How much VRAM does gpt-oss 20B need?

About 13 GB — the minimum this recipe targets.

How hard is this setup?

Intermediate — follow the steps above.

gpt-oss 20B on Apple M2 Pro: running 20B in 16 GB unified memory with the wired-limit raise

What You'll Build

A fully-local OpenAI gpt-oss 20B chat endpoint running on an Apple M2 Pro with 16 GB unified memory, using Apple's native MLX runtime — no NVIDIA GPU, no CUDA, no FlashAttention. gpt-oss-20b is a 21B-parameter Mixture-of-Experts model with ~3.6B active parameters per token, shipped by OpenAI in the MXFP4 4-bit format, so the whole thing weighs ~12 GB on disk. That is small enough that OpenAI markets it as fitting "within 16GB of memory" — but on a 16 GB Mac it is a genuinely tight fit, and you have to raise the GPU memory limit before it will load. This recipe walks the honest squeeze.

Hardware data: Apple M2 Pro (16 GB unified memory) · MLX MXFP4-Q8 weights ~12.1 GB on disk · See benchmark data

⚠️ This is a tight fit — the wired-limit raise is mandatory, not optional. The MXFP4 weights are ~12.1 GB, but a 16 GB M2 Pro only lets the GPU address ~10.5 GB by default (Metal's recommendedMaxWorkingSetSize). The model will not load until you raise the limit with sudo sysctl iogpu.wired_limit_mb — see Installation step 2. Even raised, you are left with only ~3 GB for macOS and the KV-cache, so keep the context window modest (≤ 4k recommended), close other apps, and watch Activity Monitor's Memory-Pressure gauge. This is the honest "20B on a 16 GB Mac" story: it works, but it is on the edge.
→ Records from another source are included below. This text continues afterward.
//! Slug derivation and uniqueness checks for notes.
//!
//! [`slugify`] is pure: the same title always yields the same slug.
//! [`resolve_slug`] combines it with a caller-supplied uniqueness probe so the
//! rule can be exercised without a database.

use crate::error::{NotekeeperError, Result};

/// Appended to a conflicting slug in the field error shown to the submitter.
pub const WARNING: &str = " - this slug already exists, choose a unique value!";

/// Maximum stored slug length, in characters.
pub const MAX_SLUG_LENGTH: usize = 100;

const FALLBACK_SLUG: &str = "untitled";

/// ASCII rendering of a Cyrillic letter, lowercase.
fn transliterate(c: char) -> Option<&'static str> {
    let lower = c.to_lowercase().next().unwrap_or(c);
    let ascii = match lower {
        'а' => "a",
        'б' => "b",
        'в' => "v",
        'г' => "g",
        'д' => "d",
        'е' => "e",
        'ё' => "yo",
        'ж' => "zh",
        'з' => "z",
        'и' => "i",
        'й' => "j",
        'к' => "k",
        'л' => "l",
        'м' => "m",
        'н' => "n",
        'о' => "o",
        'п' => "p",
        'р' => "r",
        'с' => "s",
        'т' => "t",
        'у' => "u",
        'ф' => "f",
        'х' => "h",
        'ц' => "ts",
        'ч' => "ch",
        'ш' => "sh",
        'щ' => "sch",
        'ъ' | 'ь' => "",
        'ы' => "y",
        'э' => "e",
        'ю' => "yu",
        'я' => "ya",
        'і' => "i",
        'ї' => "yi",
        'є' => "ye",
        'ґ' => "g",
        _ => return None,
    };
    Some(ascii)
}

/// Convert a title to a URL-safe slug
///
/// - Transliterates Cyrillic to ASCII, drops other non-ASCII characters
/// - Converts to lowercase
/// - Replaces spaces and punctuation with single hyphens
/// - Trims leading/trailing hyphens
/// - Truncates to [`MAX_SLUG_LENGTH`]
pub fn slugify(title: &str) -> String {
    let mut slug = String::with_capacity(title.len());
    let mut last_was_hyphen = true; // Start true to trim leading hyphens

    for c in title.chars() {
        if c.is_ascii_alphanumeric() || c == '_' {
            slug.push(c.to_ascii_lowercase());
            last_was_hyphen = false;
        } else if let Some(ascii) = transliterate(c) {
            if !ascii.is_empty() {
                slug.push_str(ascii);
                last_was_hyphen = false;
            }
        } else if c.is_whitespace() || c.is_ascii_punctuation() {
            if !last_was_hyphen {
                slug.push('-');
                last_was_hyphen = true;
            }
        }
    }

    if slug.len() > MAX_SLUG_LENGTH {
        // Everything pushed is ASCII, so byte and char offsets agree.
        slug.truncate(MAX_SLUG_LENGTH);
    }

    while slug.ends_with('-') {
        slug.pop();
    }

    if slug.is_empty() {
        slug = FALLBACK_SLUG.to_string();
    }

    slug
}

/// Produce the slug to persist for a submitted note.
///
/// A non-empty `submitted` slug is used as-is; otherwise the slug is derived
/// from `title`. Either way `is_taken` is asked whether another note already
/// holds it (the caller excludes the note being edited).
pub fn resolve_slug<F>(title: &str, submitted: Option<&str>, is_taken: F) -> Result<String>
where
    F: FnOnce(&str) -> Result<bool>,
{
    let slug = match submitted.map(str::trim) {
        Some(s) if !s.is_empty() => s.to_string(),
        _ => slugify(title),
    };

    if is_taken(&slug)? {
        tracing::warn!(slug = %slug, "rejected duplicate slug");
        return Err(NotekeeperError::DuplicateSlug { slug });
    }

    Ok(slug)
}

#[cfg(test)]
mod tests {
    use super::*;

    #[test]
    fn test_slugify_basic() {
        assert_eq!(slugify("Note title"), "note-title");
        assert_eq!(slugify("Use PostgreSQL"), "use-postgresql");
    }

    #[test]
    fn test_slugify_special_chars() {
        assert_eq!(slugify("Hello, World!"), "hello-world");
        assert_eq!(slugify("API v2.0 (beta)"), "api-v2-0-beta");
    }

    #[test]
    fn test_slugify_consecutive_specials() {
        assert_eq!(slugify("Hello   World"), "hello-world");
        assert_eq!(slugify("---test---"), "test");
    }

    #[test]
    fn test_slugify_cyrillic() {
        assert_eq!(slugify("Заголовок"), "zagolovok");
        assert_eq!(slugify("Щука и ёж"), "schuka-i-yozh");
        assert_eq!(slugify("Подъезд"), "podezd");
    }

    #[test]
    fn test_slugify_drops_untransliterable() {
        assert_eq!(slugify("Café au lait"), "caf-au-lait");
        assert_eq!(slugify("日本語"), "untitled");
    }

    #[test]
    fn test_slugify_truncates() {
        let title = "a".repeat(150);
        assert_eq!(slugify(&title).len(), MAX_SLUG_LENGTH);

        let title = format!("{} tail", "b".repeat(MAX_SLUG_LENGTH - 1));
        let slug = slugify(&title);
        assert!(!slug.ends_with('-'));
        assert_eq!(slug.len(), MAX_SLUG_LENGTH - 1);
    }

    #[test]
    fn test_slugify_is_deterministic() {
        assert_eq!(slugify("Same Title"), slugify("Same Title"));
    }

    #[test]
    fn test_resolve_uses_submitted_slug() {
        let slug = resolve_slug("Note title", Some("note-slug"), |_| Ok(false)).unwrap();
        assert_eq!(slug, "note-slug");
    }

    #[test]
    fn test_resolve_derives_from_title() {
        assert_eq!(
            resolve_slug("Note title", None, |_| Ok(false)).unwrap(),
            "note-title"
        );
        assert_eq!(
            resolve_slug("Note title", Some("  "), |_| Ok(false)).unwrap(),
            "note-title"
        );
    }

    #[test]
    fn test_resolve_checks_derived_slug() {
        let mut probed = String::new();
        let err = resolve_slug("Note title", None, |s| {
            probed = s.to_string();
            Ok(true)
        })
        .unwrap_err();
        assert_eq!(probed, "note-title");
        assert_eq!(err.to_string(), format!("note-title{}", WARNING));
    }

    #[test]
    fn test_resolve_duplicate_names_slug() {
        match resolve_slug("x", Some("taken"), |_| Ok(true)) {
            Err(NotekeeperError::DuplicateSlug { slug }) => assert_eq!(slug, "taken"),
            other => panic!("Expected DuplicateSlug, got {:?}", other),
        }
    }

    #[test]
    fn test_resolve_propagates_probe_error() {
        let err = resolve_slug("x", None, |_| Err(NotekeeperError::Storage("down".into())));
        assert!(matches!(err, Err(NotekeeperError::Storage(_))));
    }
}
ℹ️ MXFP4 is the model's native format, not a CUDA trick. gpt-oss-20b is post-trained in MXFP4 — per OpenAI's model card, the MoE weights are quantized to MXFP4 so the model can "run within 16GB of memory" (openai/gpt-oss-20b card). MXFP4 is an OCP-standard 4-bit float, not an NVIDIA-only escape hatch — Apple's MLX and llama.cpp-Metal both run it directly on the M2 Pro GPU. There is no smaller "official" quant to fall back to: MXFP4 is the model's native 4-bit format, so ~12.1 GB is as small as the real weights get.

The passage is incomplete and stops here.